─── RECORDS FOR THIS TASK ───

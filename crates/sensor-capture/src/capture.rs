use std::time::{Duration, Instant};

use serde::{Deserialize, Serialize};

use sc_balance::{BalanceConfig, BalanceOutcome, UniformSource, XorShift64, balance};
use sc_core::{
    DepthFrame, Error, ImageView, LabelFrame, Resolution, Rgb8, RgbFrame, Shift, new_rgb_frame,
};
use sc_reduce::{ClipPlanes, DepthPolicy, reduce_depth_into, reduce_labels_into, reduce_rgb_into};

/// Per-camera capture settings.
///
/// `rgb` and `aux` are *output* resolutions; the render targets the caller
/// supplies must be those sizes shifted left by `rgb_shift` / `aux_shift`.
/// Depth and labels share the auxiliary resolution.
#[derive(Debug, Clone, PartialEq, Serialize, Deserialize)]
pub struct CaptureConfig {
    pub rgb: Resolution,
    pub rgb_shift: Shift,
    pub aux: Resolution,
    pub aux_shift: Shift,
    #[serde(default)]
    pub clip: ClipPlanes,
    #[serde(default)]
    pub depth: DepthPolicy,
    /// `None` disables class balancing.
    #[serde(default)]
    pub balance: Option<BalanceConfig>,
    /// Reduce RGB concurrently with the auxiliary channels.
    #[serde(default)]
    pub parallel: bool,
}

impl CaptureConfig {
    /// Settings of the household robot camera: RGB oversampled 2x, and depth
    /// and labels at half the RGB resolution (truncated) oversampled 4x, with
    /// balancing on. For even sizes all three channels share one render size.
    pub fn household(width: usize, height: usize) -> Result<Self, Error> {
        let rgb_shift = Shift::new(1)?;
        let aux_shift = Shift::new(2)?;
        let rgb = Resolution::new(width, height);
        let aux = Resolution::new(
            (width << rgb_shift.get()) >> aux_shift.get(),
            (height << rgb_shift.get()) >> aux_shift.get(),
        );
        Ok(Self {
            rgb,
            rgb_shift,
            aux,
            aux_shift,
            clip: ClipPlanes::default(),
            depth: DepthPolicy::default(),
            balance: Some(BalanceConfig::default()),
            parallel: false,
        })
    }

    /// Expected size of the color render target.
    pub fn rgb_target(&self) -> Resolution {
        self.rgb.oversampled(self.rgb_shift)
    }

    /// Expected size of the depth and label render targets.
    pub fn aux_target(&self) -> Resolution {
        self.aux.oversampled(self.aux_shift)
    }

    pub fn validate(&self) -> Result<(), Error> {
        self.clip.validate()?;
        if let Some(b) = &self.balance {
            b.validate()?;
        }
        Ok(())
    }
}

/// Render targets for one capture, borrowed for the duration of the call.
/// Row 0 of every view is the bottom of the picture.
#[derive(Debug, Clone, Copy)]
pub struct CaptureInputs<'a> {
    pub rgb: ImageView<'a, Rgb8>,
    pub depth: Option<ImageView<'a, f32>>,
    pub labels: Option<ImageView<'a, Rgb8>>,
}

/// Camera outputs. Channels that were not rendered are `None`.
#[derive(Debug, Clone, PartialEq)]
pub struct SensorFrame {
    pub rgb: RgbFrame,
    pub depth: Option<DepthFrame>,
    pub labels: Option<LabelFrame>,
}

#[derive(Debug, Clone, Copy, Default, PartialEq, Serialize)]
pub struct CaptureStats {
    pub rgb: Duration,
    pub depth: Option<Duration>,
    pub labels: Option<Duration>,
    pub balance: Option<Duration>,
    pub balance_outcome: Option<BalanceOutcome>,
}

/// A capture session: configuration, random source and reusable output
/// frames.
#[derive(Debug)]
pub struct SensorCapture<R = XorShift64> {
    config: CaptureConfig,
    rng: R,
    frame: SensorFrame,
}

impl SensorCapture<XorShift64> {
    pub fn with_seed(config: CaptureConfig, seed: u64) -> Result<Self, Error> {
        Self::new(config, XorShift64::new(seed))
    }
}

impl<R: UniformSource> SensorCapture<R> {
    pub fn new(config: CaptureConfig, rng: R) -> Result<Self, Error> {
        config.validate()?;
        let frame = SensorFrame {
            rgb: new_rgb_frame(config.rgb),
            depth: None,
            labels: None,
        };
        Ok(Self { config, rng, frame })
    }

    pub fn config(&self) -> &CaptureConfig {
        &self.config
    }

    /// Outputs of the last successful capture.
    pub fn frame(&self) -> &SensorFrame {
        &self.frame
    }

    pub fn into_frame(self) -> SensorFrame {
        self.frame
    }

    /// Reduces the supplied render targets into the session frame, then runs
    /// class balancing if it is enabled and both auxiliary channels are
    /// present.
    ///
    /// Input sizes are checked before anything is written; on error the
    /// previous frame is left as it was.
    #[tracing::instrument(
        skip_all,
        fields(depth = inputs.depth.is_some(), labels = inputs.labels.is_some())
    )]
    pub fn capture(&mut self, inputs: &CaptureInputs<'_>) -> Result<CaptureStats, Error> {
        let cfg = &self.config;
        check_target("rgb", inputs.rgb.resolution(), cfg.rgb_target())?;
        if let Some(depth) = &inputs.depth {
            check_target("depth", depth.resolution(), cfg.aux_target())?;
        }
        if let Some(labels) = &inputs.labels {
            check_target("labels", labels.resolution(), cfg.aux_target())?;
        }

        let SensorFrame { rgb, depth, labels } = &mut self.frame;
        rgb.ensure(cfg.rgb, [0; 3]);
        sync_channel(depth, inputs.depth.is_some(), cfg.aux, DepthFrame::new, DepthFrame::ensure);
        sync_channel(labels, inputs.labels.is_some(), cfg.aux, LabelFrame::new, LabelFrame::ensure);

        let mut stats = CaptureStats::default();
        let (rgb_time, (depth_time, label_time)) = if cfg.parallel {
            rayon::join(
                || reduce_rgb_timed(inputs, cfg, rgb),
                || reduce_aux_timed(inputs, cfg, depth.as_mut(), labels.as_mut()),
            )
        } else {
            (
                reduce_rgb_timed(inputs, cfg, rgb),
                reduce_aux_timed(inputs, cfg, depth.as_mut(), labels.as_mut()),
            )
        };
        stats.rgb = rgb_time;
        stats.depth = depth_time;
        stats.labels = label_time;

        match (&cfg.balance, labels.as_mut(), depth.as_mut()) {
            (Some(balance_cfg), Some(labels), Some(depth)) => {
                let t = Instant::now();
                let outcome = balance(labels, &mut depth.mask, balance_cfg, &mut self.rng)?;
                stats.balance = Some(t.elapsed());
                stats.balance_outcome = Some(outcome);
            }
            (Some(_), _, _) => {
                tracing::trace!("class balance skipped: needs both depth and labels");
            }
            (None, _, _) => {}
        }

        tracing::debug!(
            rgb_us = stats.rgb.as_micros() as u64,
            depth_us = stats.depth.map(|d| d.as_micros() as u64),
            labels_us = stats.labels.map(|d| d.as_micros() as u64),
            balance_us = stats.balance.map(|d| d.as_micros() as u64),
            "capture reduced"
        );

        Ok(stats)
    }
}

───

Report every line of the records that contains the word "DepthPolicy".

- RESULT OF THE TASK -
use sc_reduce::{ClipPlanes, DepthPolicy, reduce_depth_into, reduce_labels_into, reduce_rgb_into};
    pub depth: DepthPolicy,
            depth: DepthPolicy::default(),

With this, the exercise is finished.